→ **THE TASK**:
Every line in the entries that holds "Value" should be identified and copied.

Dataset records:

use std::{fs::OpenOptions, io::Write, path::PathBuf};

use anyhow::Result;
use once_cell::sync::Lazy;
use time::{format_description::well_known::Rfc3339, OffsetDateTime};

const LOG_FILE: &str = "chat-relay.log";
const MAX_LOGGED_CHARS: usize = 100;

static TELEMETRY_ENABLED: Lazy<std::sync::RwLock<bool>> =
    Lazy::new(|| std::sync::RwLock::new(true));

static LOG_DIR: Lazy<std::sync::RwLock<Option<PathBuf>>> =
    Lazy::new(|| std::sync::RwLock::new(None));

/**
 * \brief 更新日志开关状态。
 */
pub fn set_enabled(enabled: bool) {
    if let Ok(mut guard) = TELEMETRY_ENABLED.write() {
        *guard = enabled;
    }
}

/**
 * \brief 查询当前日志开关状态。
 */
pub fn is_enabled() -> bool {
    TELEMETRY_ENABLED.read().map(|g| *g).unwrap_or(true)
}

/**
 * \brief 设置日志文件目录；None 表示仅输出到 stderr。
 */
pub fn set_log_dir(dir: Option<PathBuf>) {
    if let Ok(mut guard) = LOG_DIR.write() {
        *guard = dir;
    }
}

/**
 * \brief 记录常规事件。
 */
pub fn log_event(category: &str, message: &str) {
    emit("INFO", category, message);
}

/**
 * \brief 记录错误事件。
 */
pub fn log_error(category: &str, message: &str) {
    emit("ERROR", category, message);
}

/**
 * \brief 截断用户文本，避免完整消息落入日志。
 */
pub fn truncate_for_log(text: &str) -> String {
    let mut chars = text.chars();
    let head: String = chars.by_ref().take(MAX_LOGGED_CHARS).collect();
    if chars.next().is_some() {
        format!("{}...", head)
    } else {
        head
    }
}

pub fn format_line(timestamp: &str, level: &str, category: &str, message: &str) -> String {
    format!("{} [{}] {} - {}", timestamp, level, category, message)
}

fn emit(level: &str, category: &str, message: &str) {
    if !is_enabled() {
        return;
    }
    if let Err(err) = write_line(level, category, message) {
        eprintln!("telemetry write failed: {}", err);
    }
}

fn write_line(level: &str, category: &str, message: &str) -> Result<()> {
    let timestamp = OffsetDateTime::now_utc().format(&Rfc3339)?;
    let line = format_line(&timestamp, level, category, message);
    eprintln!("{}", line);

    let log_dir = LOG_DIR.read().ok().and_then(|g| g.clone());
    if let Some(log_dir) = log_dir {
        if !log_dir.exists() {
            std::fs::create_dir_all(&log_dir)?;
        }
        let mut file = OpenOptions::new()
            .create(true)
            .append(true)
            .open(log_dir.join(LOG_FILE))?;
        writeln!(file, "{}", line)?;
    }
    Ok(())
}
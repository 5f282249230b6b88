use anyhow::Result;
use reqwest::header::{AUTHORIZATION, CONTENT_TYPE};
use serde_json::Value;

use crate::config::RelayConfig;
use crate::error::{RelayError, UPSTREAM_FALLBACK_MESSAGE};
use crate::models::UpstreamRequest;

/**
 * \brief 构建共享的 HTTP 客户端，带显式超时。
 */
pub fn build_client(config: &RelayConfig) -> Result<reqwest::Client> {
    let client = reqwest::Client::builder().timeout(config.timeout).build()?;
    Ok(client)
}

/**
 * \brief 非流式调用上游 Chat Completions，返回第一条候选回复。
 *
 * 无论状态码如何都按 JSON 读取响应体，以便取出上游的错误描述。
 */
pub async fn complete(
    client: &reqwest::Client,
    config: &RelayConfig,
    api_key: &str,
    messages: &[Value],
) -> Result<String, RelayError> {
    let body = UpstreamRequest {
        model: &config.model,
        messages,
        max_tokens: config.max_tokens,
        temperature: config.temperature,
    };

    let resp = client
        .post(config.completions_url())
        .header(CONTENT_TYPE, "application/json")
        .header(AUTHORIZATION, format!("Bearer {}", api_key))
        .json(&body)
        .send()
        .await?;

    let status = resp.status();
    let v: Value = resp.json().await?;

    if !status.is_success() {
        let message = extract_error_message(&v)
            .unwrap_or_else(|| UPSTREAM_FALLBACK_MESSAGE.to_string());
        return Err(RelayError::Upstream { status, message });
    }

    extract_content(&v).ok_or_else(|| {
        RelayError::MalformedUpstream(
            "upstream response missing choices[0].message.content".to_string(),
        )
    })
}

fn extract_content(v: &Value) -> Option<String> {
    v.get("choices")
        .and_then(|c| c.get(0))
        .and_then(|c| c.get("message"))
        .and_then(|m| m.get("content"))
        .and_then(|c| c.as_str())
        .map(|s| s.to_string())
}

fn extract_error_message(v: &Value) -> Option<String> {
    v.get("error")
        .and_then(|e| e.get("message"))
        .and_then(|m| m.as_str())
        .filter(|m| !m.is_empty())
        .map(|s| s.to_string())
}
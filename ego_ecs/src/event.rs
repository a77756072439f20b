//! Utilities for lifecycle events of entities and components.

use std::any::{type_name, Any, TypeId};
use std::cell::RefCell;
use std::collections::HashMap;
use std::rc::Rc;

use slotmap::{new_key_type, SlotMap};

use super::{Component, ComponentRef, EntityHandle};

/// Objects of this trait can be published through the [`EventChannel`].
pub trait Event: Any {}

/// Entity was spawned in the world.
#[derive(Debug, Clone)]
pub struct EntityCreated {
    pub entity: EntityHandle,
}

/// Entity was despawned from the world.
///
/// Handle of the entity is already dead when this event is published.
///
#[derive(Debug, Clone)]
pub struct EntityDestroyed {
    pub entity: EntityHandle,
}

/// Component of type `T` was attached to the entity.
///
/// Mask of the entity already includes type `T` when this event is published.
///
pub struct ComponentAdded<T>
where
    T: Component,
{
    pub entity: EntityHandle,
    pub component: ComponentRef<T>,
}

/// Component of type `T` was detached from the entity.
///
/// Mask of the entity already excludes type `T` when this event is published.
///
pub struct ComponentDestroyed<T>
where
    T: Component,
{
    pub entity: EntityHandle,
    pub component: ComponentRef<T>,
}

impl Event for EntityCreated {}

impl Event for EntityDestroyed {}

impl<T> Event for ComponentAdded<T> where T: Component {}

impl<T> Event for ComponentDestroyed<T> where T: Component {}

new_key_type! {
    /// Identifier of the handler subscribed to the [`EventChannel`].
    pub struct Subscription;
}

type Handler<E> = Rc<dyn Fn(&E)>;

struct Listeners<E>
where
    E: Event,
{
    handlers: Vec<(Subscription, Handler<E>)>,
}

/// Type erased list of handlers of one event type.
trait AnyListeners {
    fn remove(&mut self, subscription: Subscription) -> bool;

    fn len(&self) -> usize;

    fn as_any(&self) -> &dyn Any;

    fn as_any_mut(&mut self) -> &mut dyn Any;
}

impl<E> AnyListeners for Listeners<E>
where
    E: Event,
{
    fn remove(&mut self, subscription: Subscription) -> bool {
        let len = self.handlers.len();
        self.handlers.retain(|(id, _)| *id != subscription);
        self.handlers.len() != len
    }

    fn len(&self) -> usize {
        self.handlers.len()
    }

    fn as_any(&self) -> &dyn Any {
        self
    }

    fn as_any_mut(&mut self) -> &mut dyn Any {
        self
    }
}

#[derive(Default)]
struct Dispatcher {
    subscriptions: SlotMap<Subscription, TypeId>,
    listeners: HashMap<TypeId, Box<dyn AnyListeners>>,
}

impl Dispatcher {
    fn listeners<E>(&self) -> Option<&Listeners<E>>
    where
        E: Event,
    {
        let boxed = self.listeners.get(&TypeId::of::<E>())?;
        boxed.as_any().downcast_ref()
    }

    fn listeners_mut<E>(&mut self) -> &mut Listeners<E>
    where
        E: Event,
    {
        let boxed = self
            .listeners
            .entry(TypeId::of::<E>())
            .or_insert_with(|| Box::new(Listeners::<E> { handlers: Vec::new() }));
        boxed.as_any_mut().downcast_mut().expect("downcast error")
    }
}

/// Synchronous typed publish/subscribe channel.
///
/// Cloned channels share the same set of handlers.
/// Handlers are invoked in the call stack of [`publish`](EventChannel::publish),
/// in order of subscription.
///
#[derive(Clone, Default)]
pub struct EventChannel {
    dispatcher: Rc<RefCell<Dispatcher>>,
}

impl EventChannel {
    /// Creates new channel without any handlers.
    pub fn new() -> Self {
        Self::default()
    }

    /// Subscribes handler to events of type `E`.
    ///
    /// Handler stays subscribed until [`unsubscribe`](EventChannel::unsubscribe) is called.
    ///
    pub fn subscribe<E>(&self, handler: impl Fn(&E) + 'static) -> Subscription
    where
        E: Event,
    {
        let handler: Handler<E> = Rc::new(handler);
        let mut dispatcher = self.dispatcher.borrow_mut();
        let subscription = dispatcher.subscriptions.insert(TypeId::of::<E>());
        dispatcher
            .listeners_mut::<E>()
            .handlers
            .push((subscription, handler));
        subscription
    }

    /// Unsubscribes handler from the channel.
    ///
    /// Returns `false` if handler was not subscribed.
    ///
    pub fn unsubscribe(&self, subscription: Subscription) -> bool {
        let mut dispatcher = self.dispatcher.borrow_mut();
        let typeid = match dispatcher.subscriptions.remove(subscription) {
            Some(typeid) => typeid,
            None => return false,
        };
        dispatcher
            .listeners
            .get_mut(&typeid)
            .map(|listeners| listeners.remove(subscription))
            .unwrap_or(false)
    }

    /// Publishes event to all handlers subscribed to events of type `E`.
    ///
    /// Handlers are allowed to subscribe, unsubscribe and publish while being invoked:
    /// the set of handlers to invoke is fixed when this call starts.
    ///
    pub fn publish<E>(&self, event: &E)
    where
        E: Event,
    {
        let handlers: Vec<_> = {
            let dispatcher = self.dispatcher.borrow();
            match dispatcher.listeners::<E>() {
                Some(listeners) => listeners
                    .handlers
                    .iter()
                    .map(|(_, handler)| Rc::clone(handler))
                    .collect(),
                None => return,
            }
        };
        log::trace!(
            "publishing `{}` to {} handler(s)",
            type_name::<E>(),
            handlers.len(),
        );
        for handler in handlers {
            handler(event);
        }
    }

    /// Count of handlers subscribed to events of type `E`.
    pub fn listener_count<E>(&self) -> usize
    where
        E: Event,
    {
        self.dispatcher
            .borrow()
            .listeners::<E>()
            .map(|listeners| listeners.len())
            .unwrap_or(0)
    }

    /// Count of all handlers subscribed to this channel.
    pub fn total_listener_count(&self) -> usize {
        self.dispatcher.borrow().subscriptions.len()
    }
}
#![cfg(test)]

use std::cell::RefCell;
use std::rc::Rc;

use super::*;
use crate::{ComponentAdded, ComponentRef, RegistryBuilder, World};

#[derive(Debug, PartialEq)]
struct Position(i32);

#[derive(Debug, PartialEq)]
struct Health(u32);

#[derive(Debug, PartialEq)]
struct Velocity(i32);

#[derive(Debug, PartialEq)]
struct Mass(u32);

#[derive(Debug, PartialEq)]
struct Unregistered;

fn world() -> World {
    let mut builder = RegistryBuilder::new();
    builder.register::<Position>().unwrap();
    builder.register::<Health>().unwrap();
    builder.register::<Velocity>().unwrap();
    builder.register::<Mass>().unwrap();
    World::new(Rc::new(builder.build()))
}

fn matching<T: System>(world: &World, system: T) -> MatchingSystem<T> {
    MatchingSystem::new(world.registry(), world.channel(), system).unwrap()
}

#[derive(Default)]
struct Healing {
    updated: Vec<Entity>,
}

impl System for Healing {
    type Type = (Health, Position);

    fn update(&mut self, entity: &EntityHandle, (health, _): Refs<Self>) {
        health.borrow_mut().0 += 1;
        self.updated.push(entity.id());
    }
}

#[derive(Default)]
struct Physics {
    started: usize,
    fixed: usize,
}

impl System for Physics {
    type Type = (Position, Velocity, Mass, Health);

    fn start(&mut self, _entity: &EntityHandle, _components: Refs<Self>) {
        self.started += 1;
    }

    fn fixed_update(&mut self, _entity: &EntityHandle, components: Refs<Self>) {
        let (position, velocity, _, _) = components;
        position.borrow_mut().0 += velocity.borrow().0;
        self.fixed += 1;
    }
}

struct Counter;

impl System for Counter {
    type Type = (Health,);
}

#[test]
fn test_unregistered_signature() {
    struct Broken;

    impl System for Broken {
        type Type = (Position, Unregistered);
    }

    let world = world();
    let result = MatchingSystem::new(world.registry(), world.channel(), Broken);
    assert!(matches!(
        result.err(),
        Some(EcsError::UnregisteredComponent { .. })
    ));
    assert_eq!(world.channel().total_listener_count(), 0);
}

#[test]
fn test_required_mask() {
    let world = world();
    let system = matching(&world, Physics::default());
    assert_eq!(
        system.required_mask().ones().collect::<Vec<_>>(),
        [Registry::MANAGED_INDEX, 1, 2, 3, 4]
    );
}

fn permutations(items: &[usize]) -> Vec<Vec<usize>> {
    if items.len() <= 1 {
        return vec![items.to_vec()];
    }
    let mut result = Vec::new();
    for (i, &first) in items.iter().enumerate() {
        let mut rest = items.to_vec();
        rest.remove(i);
        for mut tail in permutations(&rest) {
            tail.insert(0, first);
            result.push(tail);
        }
    }
    result
}

fn toggle(world: &mut World, entity: &EntityHandle, component: usize, attach: bool) {
    match (component, attach) {
        (0, true) => {
            world.insert(entity, Position(0)).unwrap();
        }
        (1, true) => {
            world.insert(entity, Velocity(0)).unwrap();
        }
        (2, true) => {
            world.insert(entity, Mass(0)).unwrap();
        }
        (3, true) => {
            world.insert(entity, Health(0)).unwrap();
        }
        (0, false) => {
            world.remove::<Position>(entity).unwrap();
        }
        (1, false) => {
            world.remove::<Velocity>(entity).unwrap();
        }
        (2, false) => {
            world.remove::<Mass>(entity).unwrap();
        }
        (3, false) => {
            world.remove::<Health>(entity).unwrap();
        }
        _ => unreachable!(),
    }
}

#[test]
fn test_all_orderings() {
    let orders = permutations(&[0, 1, 2, 3]);
    assert_eq!(orders.len(), 24);

    for insert_order in &orders {
        for remove_order in &orders {
            let mut world = world();
            let system = matching(&world, Physics::default());
            let entity = world.spawn();

            for (step, &component) in insert_order.iter().enumerate() {
                toggle(&mut world, &entity, component, true);
                assert_eq!(system.contains(entity.id()), step == 3);
                assert!(system.verify(world.entities()).is_ok());
            }
            for &component in remove_order {
                toggle(&mut world, &entity, component, false);
                assert!(!system.contains(entity.id()));
                assert!(system.verify(world.entities()).is_ok());
            }
            assert!(system.is_empty());
        }
    }
}

#[test]
fn test_scenario() {
    let mut world = world();
    let system = matching(&world, Healing::default());

    let entity = world.spawn();
    let position = world.insert(&entity, Position(0)).unwrap();
    assert!(!system.contains(entity.id()));

    let health = world.insert(&entity, Health(10)).unwrap();
    let bundle = system.bundle(entity.id()).unwrap();
    let (bundle_health, bundle_position) = bundle.components();
    assert!(bundle_health.ptr_eq(&health));
    assert!(bundle_position.ptr_eq(&position));
    assert_eq!(bundle.entity(), &entity);

    world.remove::<Position>(&entity).unwrap();
    assert!(!system.contains(entity.id()));

    let new_position = world.insert(&entity, Position(5)).unwrap();
    let bundle = system.bundle(entity.id()).unwrap();
    let (bundle_health, bundle_position) = bundle.components();
    assert!(bundle_health.ptr_eq(&health));
    assert!(bundle_position.ptr_eq(&new_position));
    assert!(!bundle_position.ptr_eq(&position));
    assert_eq!(system.len(), 1);
}

#[test]
fn test_partial_add_creates_no_bundle() {
    let mut world = world();
    let system = matching(&world, Physics::default());

    let entity = world.spawn();
    world.insert(&entity, Position(0)).unwrap();
    world.insert(&entity, Velocity(1)).unwrap();
    world.insert(&entity, Health(1)).unwrap();
    assert!(system.is_empty());

    world.insert(&entity, Mass(3)).unwrap();
    assert_eq!(system.len(), 1);
    let bundle = system.bundle(entity.id()).unwrap();
    let (_, _, mass, _) = bundle.components();
    assert_eq!(*mass.borrow(), Mass(3));
}

#[test]
fn test_any_loss_removes_bundle() {
    let mut world = world();
    let system = matching(&world, Physics::default());

    let entity = world.spawn();
    world.insert(&entity, Position(0)).unwrap();
    world.insert(&entity, Velocity(1)).unwrap();
    world.insert(&entity, Mass(2)).unwrap();
    world.insert(&entity, Health(3)).unwrap();
    assert!(system.contains(entity.id()));

    world.remove::<Velocity>(&entity).unwrap();
    assert!(system.bundle(entity.id()).is_none());
    assert!(system.is_empty());
    assert!(entity.has::<Position>() && entity.has::<Mass>() && entity.has::<Health>());
}

#[test]
fn test_unrelated_component_keeps_bundle() {
    let mut world = world();
    let system = matching(&world, Counter);

    let entity = world.spawn();
    let health = world.insert(&entity, Health(3)).unwrap();
    world.insert(&entity, Position(0)).unwrap();
    world.remove::<Position>(&entity).unwrap();

    let bundle = system.bundle(entity.id()).unwrap();
    assert!(bundle.components().0.ptr_eq(&health));
}

#[test]
fn test_despawn_removes_from_every_system() {
    let mut world = world();
    let healing = matching(&world, Healing::default());
    let counter = matching(&world, Counter);
    let physics = matching(&world, Physics::default());

    let entity = world.spawn();
    world.insert(&entity, Position(0)).unwrap();
    world.insert(&entity, Velocity(0)).unwrap();
    world.insert(&entity, Mass(0)).unwrap();
    world.insert(&entity, Health(0)).unwrap();
    assert_eq!((healing.len(), counter.len(), physics.len()), (1, 1, 1));

    world.despawn(&entity).unwrap();
    assert_eq!((healing.len(), counter.len(), physics.len()), (0, 0, 0));
}

#[test]
fn test_seeding_is_idempotent() {
    let mut world = world();
    let entities: Vec<_> = (0..10)
        .map(|index| {
            let entity = world.spawn();
            world.insert(&entity, Health(index)).unwrap();
            if index % 2 == 0 {
                world.insert(&entity, Position(index as i32)).unwrap();
            }
            entity
        })
        .collect();

    let system = matching(&world, Healing::default());
    assert!(system.is_empty());

    system.create_bundles(&entities);
    let mut first: Vec<_> = system.bundles().entities().collect();
    system.create_bundles(world.entities());
    let mut second: Vec<_> = system.bundles().entities().collect();
    first.sort();
    second.sort();

    assert_eq!(first.len(), 5);
    assert_eq!(first, second);
    assert!(system.verify(world.entities()).is_ok());
}

#[test]
fn test_single_entity_scan() {
    let mut world = world();
    let entity = world.spawn();
    world.insert(&entity, Health(1)).unwrap();

    let system = matching(&world, Healing::default());
    assert!(!system.create_bundle(&entity));
    world.insert(&entity, Position(1)).unwrap();
    assert!(system.remove_bundle(entity.id()));
    assert!(!system.remove_bundle(entity.id()));
    assert!(system.create_bundle(&entity));
    assert!(system.contains(entity.id()));
}

#[test]
fn test_redelivered_event_rebuilds_bundle() {
    let mut world = world();
    let system = matching(&world, Counter);

    let entity = world.spawn();
    let health = world.insert(&entity, Health(1)).unwrap();
    world.channel().publish(&ComponentAdded {
        entity: entity.clone(),
        component: health.clone(),
    });

    assert_eq!(system.len(), 1);
    let bundle = system.bundle(entity.id()).unwrap();
    assert!(bundle.components().0.ptr_eq(&health));
}

#[test]
fn test_added_event_without_component_is_ignored() {
    let world = world();
    let system = matching(&world, Counter);

    // Mask is not updated by publishing the event directly.
    let mut other = self::world();
    let entity = other.spawn();
    world.channel().publish(&ComponentAdded {
        entity,
        component: ComponentRef::new(Health(1)),
    });
    assert!(system.is_empty());
}

#[test]
fn test_spawn_without_components() {
    let mut world = world();
    let system = matching(&world, Counter);

    let entity = world.spawn();
    assert!(!system.contains(entity.id()));
    world.insert(&entity, Health(0)).unwrap();
    assert!(system.contains(entity.id()));
}

#[test]
fn test_hooks() {
    let mut world = world();
    let mut system = matching(&world, Physics::default());

    for velocity in 1..=3 {
        let entity = world.spawn();
        world.insert(&entity, Position(0)).unwrap();
        world.insert(&entity, Velocity(velocity)).unwrap();
        world.insert(&entity, Mass(1)).unwrap();
        world.insert(&entity, Health(1)).unwrap();
    }

    system.start();
    system.fixed_update();
    system.fixed_update();
    system.update();
    assert_eq!(system.system().started, 3);
    assert_eq!(system.system().fixed, 6);

    let mut positions: Vec<_> = system
        .bundles()
        .iter()
        .map(|bundle| bundle.components().0.borrow().0)
        .collect();
    positions.sort_unstable();
    assert_eq!(positions, [2, 4, 6]);
}

#[test]
fn test_disabled_system_skips_hooks() {
    let mut world = world();
    let mut system = matching(&world, Healing::default());

    let entity = world.spawn();
    world.insert(&entity, Position(0)).unwrap();
    let health = world.insert(&entity, Health(0)).unwrap();

    system.set_enabled(false);
    system.update();
    assert_eq!(*health.borrow(), Health(0));

    world.remove::<Position>(&entity).unwrap();
    assert!(system.is_empty());

    system.set_enabled(true);
    world.insert(&entity, Position(0)).unwrap();
    system.update();
    assert_eq!(*health.borrow(), Health(1));
    assert_eq!(system.system().updated, [entity.id()]);
}

struct Reaper {
    world: Rc<RefCell<World>>,
    visited: Vec<Entity>,
}

impl System for Reaper {
    type Type = (Health,);

    fn update(&mut self, entity: &EntityHandle, _components: Refs<Self>) {
        self.visited.push(entity.id());
        let others: Vec<_> = self
            .world
            .borrow()
            .entities()
            .filter(|other| *other != entity)
            .cloned()
            .collect();
        let mut world = self.world.borrow_mut();
        for other in others {
            world.despawn(&other).unwrap();
        }
    }
}

#[test]
fn test_hook_destroying_other_entities() {
    let world = Rc::new(RefCell::new(world()));
    let mut system = {
        let world_ref = world.borrow();
        let reaper = Reaper {
            world: Rc::clone(&world),
            visited: Vec::new(),
        };
        matching(&world_ref, reaper)
    };
    for _ in 0..5 {
        let mut world = world.borrow_mut();
        let entity = world.spawn();
        world.insert(&entity, Health(1)).unwrap();
    }
    assert_eq!(system.len(), 5);

    system.update();
    assert_eq!(system.system().visited.len(), 1);
    assert_eq!(system.len(), 1);
    assert_eq!(world.borrow().len(), 1);
    assert!(system.verify(world.borrow().entities()).is_ok());
}

struct Suicide {
    world: Rc<RefCell<World>>,
    visited: usize,
}

impl System for Suicide {
    type Type = (Health,);

    fn update(&mut self, entity: &EntityHandle, (health,): (ComponentRef<Health>,)) {
        self.visited += 1;
        if health.borrow().0 == 0 {
            self.world.borrow_mut().despawn(entity).unwrap();
        }
    }
}

#[test]
fn test_hook_destroying_own_entity() {
    let world = Rc::new(RefCell::new(world()));
    let suicide = Suicide {
        world: Rc::clone(&world),
        visited: 0,
    };
    let mut system = matching(&world.borrow(), suicide);
    for health in 0..4 {
        let mut world = world.borrow_mut();
        let entity = world.spawn();
        world.insert(&entity, Health(health % 2)).unwrap();
    }

    system.update();
    assert_eq!(system.system().visited, 4);
    assert_eq!(system.len(), 2);

    system.update();
    assert_eq!(system.system().visited, 6);
}

#[test]
fn test_verify_detects_mismatch() {
    let mut world = world();
    let system = matching(&world, Counter);

    let entity = world.spawn();
    world.insert(&entity, Health(0)).unwrap();
    assert!(system.verify(world.entities()).is_ok());

    system.remove_bundle(entity.id());
    assert_eq!(
        system.verify(world.entities()),
        Err(EcsError::CacheMismatch {
            system: system.name().to_string(),
            missing: 1,
            stale: 0,
        })
    );

    system.create_bundle(&entity);
    assert_eq!(
        system.verify(std::iter::empty()),
        Err(EcsError::CacheMismatch {
            system: system.name().to_string(),
            missing: 0,
            stale: 1,
        })
    );
}

#[test]
fn test_drop_unsubscribes() {
    let mut world = world();
    let system = matching(&world, Physics::default());
    // Entity created and destroyed, plus attached and detached for each of 4 types.
    assert_eq!(world.channel().total_listener_count(), 10);

    drop(system);
    assert_eq!(world.channel().total_listener_count(), 0);

    let entity = world.spawn();
    world.insert(&entity, Health(0)).unwrap();
    world.despawn(&entity).unwrap();
}

#[test]
fn test_any_system() {
    let mut world = world();
    let entity = world.spawn();
    world.insert(&entity, Health(0)).unwrap();
    world.insert(&entity, Position(0)).unwrap();

    let mut systems: Vec<Box<dyn AnySystem>> = vec![
        Box::new(matching(&world, Counter)),
        Box::new(matching(&world, Healing::default())),
    ];
    let entities = world.snapshot();
    for system in &mut systems {
        assert!(system.is_empty());
        system.create_bundles(&entities);
        assert_eq!(system.len(), 1);
        system.update();
        assert!(system.verify(&entities).is_ok());
    }
    assert!(systems[1].name().ends_with("Healing"));
    assert_eq!(*entity.component::<Health>().unwrap().borrow(), Health(1));
}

→ **PROBLEM SOLUTION**:
use serde_json::Value;
    messages: &[Value],
    let v: Value = resp.json().await?;
fn extract_content(v: &Value) -> Option<String> {
fn extract_error_message(v: &Value) -> Option<String> {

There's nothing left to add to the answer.